Just imagine for a moment what that might look like if every single person in the country had an e-bike and they all started biking.Obviously, we'd need a lot of bikes - 3 million or so, at his guess. And since we need that many, we might as well build them here, to try and get the costs down (and create jobs). The payoff would be actually driving the mode-shift required to meet our climate change goals. 50% of Auckland's current morning commute journeys are 3-6 minutes - an easy walk or bike - while 75% are under 12 minutes, which is easy for e-bikes.Imagine, if you will, streets so full of e-bikes you’d think you were in Amsterdam. Only you’re not on a bike by a canal now, Dr Ropata, you’re in Palmerston North or Hamilton or Ashburton.
What I see is a country full of e-bikes. I’m not saying imagine a few more, I’m saying imagine if every single person had one.
My modest proposal is a free e-bike for every single person who wants one. Just like free public transport in Auckland: you do it, you stand back, and you see what happens.
But would it work? Noodling around with the Auckland transport emissions calculator, eliminating 50% of trips (which would be the massive success story) saves ~1.7 million tons of carbon a year (caveat: this isn't exact, but the calculator doesn't go up to "50% cycling", and its probably close enough for a ballpark exercise like this). At the government's internal carbon price of $150/ton, that's $255 million a year. Or about a ten-year payoff period, assuming Auckland needs ~1.2 million e-bikes. Or we can put it another way: Auckland is currently spending more than $4.4 billion on the City Rail Link. For that, there's an expected reduction in emissions of just 30,000 tons. We could give free e-bikes to everyone in Auckland who wanted one for half that much, and still be ahead on emissions (and $/ton) if it merely tripled cycle usage. If it increased cycling use to Copenhagen-levels - which I think everyone would consider a wild success - it would save 12 times more emissions for half the price.
(Of course, promoting cycling requires more than just free bikes - you also need safe places to ride them, where you're not going to be smashed flat by some hoon in a ute. The good news is that "temporary" cycle infrastructure - seizing roads with planter-boxes - is actually cheap. And if the aim is to shift 10% or 50% of trips to that mode, then giving it 10% or 50% of the existing infrastructure to use seems eminently reasonable. Or we can build more purpose-built cycleways. Obviously, we should do both. I'm also not suggesting that we kill the City Rail Link; rather, that we should be looking at that to scale our investment in mode-shifting. Because that's where the huge emissions payoffs are).

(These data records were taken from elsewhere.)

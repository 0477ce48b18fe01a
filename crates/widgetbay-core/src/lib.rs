//! widgetbay core - headless library for third-party UI components.
//!
//! A host application declares components (widgets backed by a separately
//! deployed frontend bundle), serves their local bundles, and exchanges state
//! with them across repeated re-executions of the host's logic.
//!
//! - [`registry`]: process-wide name -> declaration map,
//! - [`assets`]: per-request resolution of bundle files,
//! - [`declare`]: naming components after the declaring module,
//! - [`instance`]: instance identity, argument marshalling, value resolution.
//!
//! The HTTP surface lives in the `widgetbay-server` crate.
//!
//! # Example
//!
//! ```rust,ignore
//! use widgetbay_core::{declare_component, ComponentRegistry, InstanceCall};
//!
//! let registry = ComponentRegistry::instance();
//! let slider = declare_component!(&registry, path = "frontend/build")?;
//!
//! // On every re-execution:
//! let value = slider.create_instance(&host, InstanceCall::new().arg("max", &100).key("volume"))?;
//! ```

pub mod assets;
pub mod component;
pub mod config;
pub mod declare;
pub mod error;
pub mod instance;
pub mod registry;

// Re-export commonly used types
pub use assets::{component_url, load_asset, Asset, AssetRequest};
pub use component::{ComponentDeclaration, ComponentSource};
pub use config::{AppConfig, AssetConfig, InstanceConfig};
pub use declare::{declare_component, CallerContext};
pub use error::{Result, WidgetError};
pub use instance::{
    ComponentArg, ComponentNode, InstanceCall, NoTable, NodeSink, TableArg, TableEncoder,
    ValueStore, WidgetIdentity, WidgetValue,
};
pub use registry::{ComponentRegistry, RegisterOutcome};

Of course, we don't need to start big. Look at that "Copenhagen-level cycling" goal. That would save Auckland 400,000 tons of carbon a year - or $60 million to the government. For that budget, you could start, and then scale up, a free micromobility service, with free-to-use e-bikes and charging docks everywhere. Of course, you'd also need Limers to maintain them and collect the strays (an expense you don't need to care about when you just give people stuff). Make it easy, make it convenient, make it ubiquitous, and above all make it free, and (as seen with free public transport day) people will follow. Will it get all the way to Copenhagen cycle-utopia? I think it would be a hell of a good start. We could call them "people's bikes". And obviously, paint them red.